What to do
Your answer should hold all lines of the entries that include the word "status".

[Records from a collection]
*** Block opens ***

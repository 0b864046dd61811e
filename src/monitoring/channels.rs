//! Notification channel adapters
//!
//! Every adapter is built from a [`ChannelConfig`] entry by [`build_channel`].

use crate::config::ChannelConfig;
use crate::error::{MonitorError, MonitorResult};
use crate::monitoring::notification::{EventKind, NotificationChannel, NotificationEvent};
use crate::monitoring::rules::AlertSeverity;

use async_trait::async_trait;
use log::{error, info, warn};
use serde_json::json;
use std::collections::HashMap;
use std::path::PathBuf;
use std::sync::Arc;
use std::time::Duration;
use tokio::io::AsyncWriteExt;

fn failure(channel: &str, reason: impl std::fmt::Display) -> MonitorError {
    MonitorError::NotificationFailure {
        channel: channel.to_string(),
        reason: reason.to_string(),
    }
}

/// Writes events to the process log at a level matching the alert severity
pub struct LogChannel {
    name: String,
}

impl LogChannel {
    pub fn new(name: &str) -> Self {
        Self { name: name.to_string() }
    }
}

#[async_trait]
impl NotificationChannel for LogChannel {
    fn name(&self) -> &str {
        &self.name
    }

    async fn send(&self, event: &NotificationEvent) -> MonitorResult<()> {
        if event.kind == EventKind::Resolved {
            info!("🔔 {}", event.payload);
            return Ok(());
        }
        match event.alert.severity {
            AlertSeverity::Emergency | AlertSeverity::Critical => error!("🚨 {}", event.payload),
            AlertSeverity::Warning => warn!("⚠️ {}", event.payload),
            AlertSeverity::Info => info!("🔔 {}", event.payload),
        }
        Ok(())
    }
}

/// Appends each event as one JSON line
pub struct FileChannel {
    name: String,
    path: PathBuf,
}

impl FileChannel {
    pub fn new(name: &str, path: impl Into<PathBuf>) -> Self {
        Self {
            name: name.to_string(),
            path: path.into(),
        }
    }
}

#[async_trait]
impl NotificationChannel for FileChannel {
    fn name(&self) -> &str {
        &self.name
    }

    async fn send(&self, event: &NotificationEvent) -> MonitorResult<()> {
        if let Some(parent) = self.path.parent().filter(|p| !p.as_os_str().is_empty()) {
            tokio::fs::create_dir_all(parent).await?;
        }
        let mut line = serde_json::to_string(event)?;
        line.push('\n');

        let mut file = tokio::fs::OpenOptions::new()
            .create(true)
            .append(true)
            .open(&self.path)
            .await?;
        file.write_all(line.as_bytes()).await?;
        file.flush().await?;
        Ok(())
    }
}

/// POSTs the serialized event as JSON
pub struct WebhookChannel {
    name: String,
    url: String,
    headers: HashMap<String, String>,
    timeout: Duration,
    client: reqwest::Client,
}

impl WebhookChannel {
    pub fn new(name: &str, url: &str, headers: HashMap<String, String>, timeout: Duration) -> MonitorResult<Self> {
        let client = reqwest::Client::builder().timeout(timeout).build()?;
        Ok(Self {
            name: name.to_string(),
            url: url.to_string(),
            headers,
            timeout,
            client,
        })
    }
}

#[async_trait]
impl NotificationChannel for WebhookChannel {
    fn name(&self) -> &str {
        &self.name
    }

    fn timeout(&self) -> Duration {
        self.timeout
    }

    async fn send(&self, event: &NotificationEvent) -> MonitorResult<()> {
        let mut request = self.client.post(&self.url).json(event);
        for (key, value) in &self.headers {
            request = request.header(key.as_str(), value.as_str());
        }
        let response = request.send().await.map_err(|e| failure(&self.name, e))?;
        let status = response.status();
        if !status.is_success() {
            return Err(failure(&self.name, format!("webhook returned HTTP {}", status.as_u16())));
        }
        Ok(())
    }
}

/// Posts the rendered payload to a Slack incoming webhook
pub struct SlackChannel {
    name: String,
    webhook_url: String,
    channel: Option<String>,
    timeout: Duration,
    client: reqwest::Client,
}

impl SlackChannel {
    pub fn new(name: &str, webhook_url: &str, channel: Option<String>, timeout: Duration) -> MonitorResult<Self> {
        let client = reqwest::Client::builder().timeout(timeout).build()?;
        Ok(Self {
            name: name.to_string(),
            webhook_url: webhook_url.to_string(),
            channel,
            timeout,
            client,
        })
    }

    fn message(&self, event: &NotificationEvent) -> serde_json::Value {
        let icon = match (event.kind, event.alert.severity) {
            (EventKind::Resolved, _) => ":white_check_mark:",
            (_, AlertSeverity::Emergency | AlertSeverity::Critical) => ":rotating_light:",
            (_, AlertSeverity::Warning) => ":warning:",
            (_, AlertSeverity::Info) => ":information_source:",
        };
        let mut body = json!({
            "text": format!("{} *{}*\n{}", icon, event.subject(), event.alert.message),
        });
        if let Some(channel) = &self.channel {
            body["channel"] = json!(channel);
        }
        body
    }
}

#[async_trait]
impl NotificationChannel for SlackChannel {
    fn name(&self) -> &str {
        &self.name
    }

    fn timeout(&self) -> Duration {
        self.timeout
    }

    async fn send(&self, event: &NotificationEvent) -> MonitorResult<()> {
        let response = self
            .client
            .post(&self.webhook_url)
            .json(&self.message(event))
            .send()
            .await
            .map_err(|e| failure(&self.name, e))?;
        if !response.status().is_success() {
            return Err(failure(
                &self.name,
                format!("slack returned HTTP {}", response.status().as_u16()),
            ));
        }
        Ok(())
    }
}

#[derive(Debug, Clone)]
pub struct EmailSettings {
    pub smtp_host: String,
    pub smtp_port: u16,
    pub username: Option<String>,
    pub password: Option<String>,
    pub from: String,
    pub to: Vec<String>,
}

/// SMTP delivery, available with the `email` feature
pub struct EmailChannel {
    name: String,
    settings: EmailSettings,
    timeout: Duration,
}

impl EmailChannel {
    pub fn new(name: &str, settings: EmailSettings, timeout: Duration) -> Self {
        Self {
            name: name.to_string(),
            settings,
            timeout,
        }
    }

    #[cfg(feature = "email")]
    async fn deliver(&self, event: &NotificationEvent) -> MonitorResult<()> {
        use lettre::transport::smtp::authentication::Credentials;
        use lettre::message::Mailbox;
        use lettre::{AsyncSmtpTransport, AsyncTransport, Message, Tokio1Executor};

        let mut builder = AsyncSmtpTransport::<Tokio1Executor>::starttls_relay(&self.settings.smtp_host)
            .map_err(|e| failure(&self.name, e))?
            .port(self.settings.smtp_port)
            .timeout(Some(self.timeout));
        if let (Some(user), Some(pass)) = (&self.settings.username, &self.settings.password) {
            builder = builder.credentials(Credentials::new(user.clone(), pass.clone()));
        }
        let transport = builder.build();

        let from = self
            .settings
            .from
            .parse::<Mailbox>()
            .map_err(|e| failure(&self.name, format!("invalid sender: {}", e)))?;
        for recipient in &self.settings.to {
            let email = Message::builder()
                .from(from.clone())
                .to(recipient
                    .parse::<Mailbox>()
                    .map_err(|e| failure(&self.name, format!("invalid recipient {}: {}", recipient, e)))?)
                .subject(event.subject())
                .body(event.payload.clone())
                .map_err(|e| failure(&self.name, e))?;
            transport.send(email).await.map_err(|e| failure(&self.name, e))?;
        }
        Ok(())
    }

    #[cfg(not(feature = "email"))]
    async fn deliver(&self, _event: &NotificationEvent) -> MonitorResult<()> {
        Err(failure(
            &self.name,
            format!(
                "email support is not compiled in; cannot reach {}:{}",
                self.settings.smtp_host, self.settings.smtp_port
            ),
        ))
    }
}

#[async_trait]
impl NotificationChannel for EmailChannel {
    fn name(&self) -> &str {
        &self.name
    }

    fn timeout(&self) -> Duration {
        self.timeout
    }

    async fn send(&self, event: &NotificationEvent) -> MonitorResult<()> {
        if self.settings.to.is_empty() {
            return Err(failure(&self.name, "no recipients configured"));
        }
        self.deliver(event).await
    }
}

pub fn build_channel(config: &ChannelConfig) -> MonitorResult<Arc<dyn NotificationChannel>> {
    let channel: Arc<dyn NotificationChannel> = match config {
        ChannelConfig::Log { name } => Arc::new(LogChannel::new(name)),
        ChannelConfig::File { name, path } => Arc::new(FileChannel::new(name, path.clone())),
        ChannelConfig::Webhook {
            name,
            url,
            headers,
            timeout_ms,
        } => Arc::new(WebhookChannel::new(
            name,
            url,
            headers.clone(),
            Duration::from_millis(*timeout_ms),
        )?),
        ChannelConfig::Slack {
            name,
            webhook_url,
            channel,
            timeout_ms,
        } => Arc::new(SlackChannel::new(
            name,
            webhook_url,
            channel.clone(),
            Duration::from_millis(*timeout_ms),
        )?),
        ChannelConfig::Email {
            name,
            smtp_host,
            smtp_port,
            username,
            password,
            from,
            to,
            timeout_ms,
        } => Arc::new(EmailChannel::new(
            name,
            EmailSettings {
                smtp_host: smtp_host.clone(),
                smtp_port: *smtp_port,
                username: username.clone(),
                password: password.clone(),
                from: from.clone(),
                to: to.clone(),
            },
            Duration::from_millis(*timeout_ms),
        )),
    };
    Ok(channel)
}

*** Block closes ***

Answer space
        let status = response.status();
        if !status.is_success() {
            return Err(failure(&self.name, format!("webhook returned HTTP {}", status.as_u16())));
        if !response.status().is_success() {
                format!("slack returned HTTP {}", response.status().as_u16()),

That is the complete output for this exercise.